With this structure you can tell a quick little 1 min memory or a full essay or screenplay. I can do a history essay, or even retell a science experiment.

It’s great fun and really productive. The best bit is when a parent or teacher is engaged in your story and ‘gets it’. When your child discovers how to do this, it’s the beginning of them sharing their ideas and being understood.

The next step, I will talk about how to finish school work!

Conclusion

Have you noticed children with dyslexia tend to leave things unfinished? Is it carelessness? Possibly, but it’s probably dyslexia. It’s important to identify the real cause, because if they don’t learn to finish things there’s little hope for success in the workplace.

I have you some given clear examples of how ‘slow processing’ is not about your ‘engine’ but the effect of ‘gears’. We saw the extra steps people with dyslexia need to comprehend, take notes and explain things.

Have I helped you see how studying is a very manual process for dyslexics? How it’s unrealistic to tell a child with dyslexia “go finish your work” if they don’t have a system and training to do it?

The three key things children need to transition the gears are Bulletpoints, Mind mapping and a story structure. Which is why we talk about Bulletmap Stories in our online study skills club for dyslexic students.
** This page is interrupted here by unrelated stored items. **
//! Canvas 2D backend executing a `Scene`

use anyhow::{Result, anyhow};
use web_sys::{CanvasRenderingContext2d, HtmlCanvasElement};

use super::shapes::{DrawCommand, Scene};
use crate::platform::browser;

const FONT: &str = "24px Arial";
const TEXT_COLOR: &str = "#fff";

pub struct CanvasRenderer {
    canvas: HtmlCanvasElement,
    ctx: CanvasRenderingContext2d,
}

impl CanvasRenderer {
    /// Attach to the page's game canvas
    pub fn new() -> Result<Self> {
        let canvas = browser::canvas()?;
        let ctx = browser::context(&canvas)?;
        log::info!("Canvas renderer ready");
        Ok(Self { canvas, ctx })
    }

    /// Match the canvas to the field size
    fn fit(&self, scene: &Scene) {
        let (w, h) = (scene.size.x as u32, scene.size.y as u32);
        if self.canvas.width() != w || self.canvas.height() != h {
            self.canvas.set_width(w);
            self.canvas.set_height(h);
        }
    }

    pub fn render(&self, scene: &Scene) -> Result<()> {
        self.fit(scene);
        let ctx = &self.ctx;
        for command in &scene.commands {
            match command {
                DrawCommand::Clear => {
                    ctx.clear_rect(0.0, 0.0, scene.size.x as f64, scene.size.y as f64);
                }
                DrawCommand::Rect { pos, size, color } => {
                    ctx.set_fill_style_str(&color.to_string());
                    ctx.fill_rect(pos.x as f64, pos.y as f64, size.x as f64, size.y as f64);
                }
                DrawCommand::Polygon { points, color } => {
                    let Some((first, rest)) = points.split_first() else {
                        continue;
                    };
                    ctx.set_fill_style_str(&color.to_string());
                    ctx.begin_path();
                    ctx.move_to(first.x as f64, first.y as f64);
                    for p in rest {
                        ctx.line_to(p.x as f64, p.y as f64);
                    }
                    ctx.close_path();
                    ctx.fill();
                }
                DrawCommand::Circle {
                    center,
                    radius,
                    color,
                } => {
                    ctx.set_fill_style_str(&color.to_string());
                    ctx.begin_path();
                    ctx.arc(
                        center.x as f64,
                        center.y as f64,
                        *radius as f64,
                        0.0,
                        std::f64::consts::TAU,
                    )
                    .map_err(|err| anyhow!("arc failed: {:?}", err))?;
                    ctx.close_path();
                    ctx.fill();
                }
                DrawCommand::Text { text, pos } => {
                    ctx.set_fill_style_str(TEXT_COLOR);
                    ctx.set_font(FONT);
                    ctx.fill_text(text, pos.x as f64, pos.y as f64)
                        .map_err(|err| anyhow!("fill_text failed: {:?}", err))?;
                }
            }
        }
        Ok(())
    }
}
We use underlining to create bullet points in our textbook or beside our map. We then transfer the key words into a map. We use a branching structure that follows a story star. The net result is that on one peice of paper a person with dyslexia can go through the gears of reading, comprehending, notetaking and explaining. They have captured, filtered, focussed and explained.

A Final Note and Invitation

I wrote this blog to help parents of our online dyslexia study skills club understand how and why we do things in our training.
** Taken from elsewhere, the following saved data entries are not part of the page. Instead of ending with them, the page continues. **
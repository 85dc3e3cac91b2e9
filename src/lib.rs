//! Block Arcade - two canvas arcade games sharing one simulation core
//!
//! Core modules:
//! - `sim`: Per-frame simulation (motion, collisions, scoring, levels)
//! - `renderer`: Display list building and the canvas backend
//! - `platform`: Storage, keyboard input and browser helpers
//! - `persistence`: Versioned save/load of the breakout snapshot
//! - `tuning`: Data-driven game balance

pub mod audio;
pub mod persistence;
pub mod platform;
pub mod renderer;
pub mod settings;
pub mod sim;
pub mod tuning;

pub use settings::Settings;
pub use tuning::{BreakoutTuning, PongTuning};

/// Game configuration constants
pub mod consts {
    /// Display refresh rate the per-frame motion is tuned for
    pub const FRAME_RATE: u32 = 60;

    /// Breakout defaults
    pub mod breakout {
        pub const FIELD_WIDTH: f32 = 640.0;
        pub const FIELD_HEIGHT: f32 = 480.0;

        pub const PADDLE_WIDTH: f32 = 100.0;
        pub const PADDLE_HEIGHT: f32 = 10.0;
        /// Gap between the paddle and the bottom edge
        pub const PADDLE_BOTTOM_GAP: f32 = 10.0;
        pub const PADDLE_SPEED: f32 = 20.0;

        pub const BALL_RADIUS: f32 = 10.0;
        pub const INITIAL_BALL_SPEED: f32 = 4.0;
        /// Added to both velocity components on every paddle bounce
        pub const SPEED_INCREASE: f32 = 0.5;
        /// Added to the base ball speed on every level transition
        pub const LEVEL_SPEED_INCREASE: f32 = 1.0;

        pub const BLOCK_ROWS: usize = 5;
        pub const BLOCK_COLUMNS: usize = 7;
        pub const BLOCK_WIDTH: f32 = 75.0;
        pub const BLOCK_HEIGHT: f32 = 20.0;
        pub const BLOCK_PADDING: f32 = 10.0;
        pub const BLOCK_OFFSET_TOP: f32 = 30.0;
        pub const BLOCK_OFFSET_LEFT: f32 = 35.0;

        /// Power-up lifetime (5 seconds of frames)
        pub const POWER_UP_DURATION_TICKS: u64 = 5 * super::FRAME_RATE as u64;
        pub const DOUBLE_POWER_MULTIPLIER: f32 = 2.0;
        pub const SPEED_MULTIPLIER: f32 = 1.5;
    }

    /// Pong-with-blocks defaults
    pub mod pong {
        pub const FIELD_WIDTH: f32 = 800.0;
        pub const FIELD_HEIGHT: f32 = 400.0;

        pub const PADDLE_WIDTH: f32 = 10.0;
        pub const PADDLE_HEIGHT: f32 = 80.0;
        /// Gap between each paddle and its side edge
        pub const PADDLE_SIDE_GAP: f32 = 10.0;
        pub const PLAYER_PADDLE_SPEED: f32 = 6.0;
        pub const AI_PADDLE_SPEED: f32 = 4.0;

        pub const BALL_RADIUS: f32 = 8.0;
        pub const INITIAL_BALL_SPEED: f32 = 4.0;
        pub const SPEED_INCREASE: f32 = 0.5;
        pub const LEVEL_SPEED_INCREASE: f32 = 1.0;

        pub const BLOCK_COUNT: usize = 10;
        pub const BLOCK_WIDTH: f32 = 30.0;
        pub const BLOCK_HEIGHT: f32 = 30.0;
        /// Size of the centred region blocks are scattered in
        pub const BLOCK_REGION_WIDTH: f32 = 300.0;
        pub const BLOCK_REGION_HEIGHT: f32 = 200.0;
    }
}

/// Sign of a value with zero mapping to zero (unlike `f32::signum`)
#[inline]
pub fn sign(v: f32) -> f32 {
    if v > 0.0 {
        1.0
    } else if v < 0.0 {
        -1.0
    } else {
        0.0
    }
}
If you are inspired by this I’ll make a prediction. You’ll probably rush off and start dabble with many techniques I’ve shared and try to help your child study.

You’ll try random graphic organizers, youtube videos and apps. We all do. It’s a very frustrating approach for manual thinkers because it’s so random.

Therefore, I’d suggest that it’s crucial to get through this stage quickly before you waste too much of your child’s goodwill.

The solution is to find a reliable visual system to do the job. There are different visual study methods available. Obviously I think our BulletMap™ System is the world’s best for the job because it’s designed by dyslexics for dyslexics. But, whatever approach you take it’s important is to choose a visual technique, stick to it and master it.

With a visual study technique they’ll get work finished. They’ll finish High School and become lifelong learners and finishers! Then you will start to see their dyslexic advantages appreciated.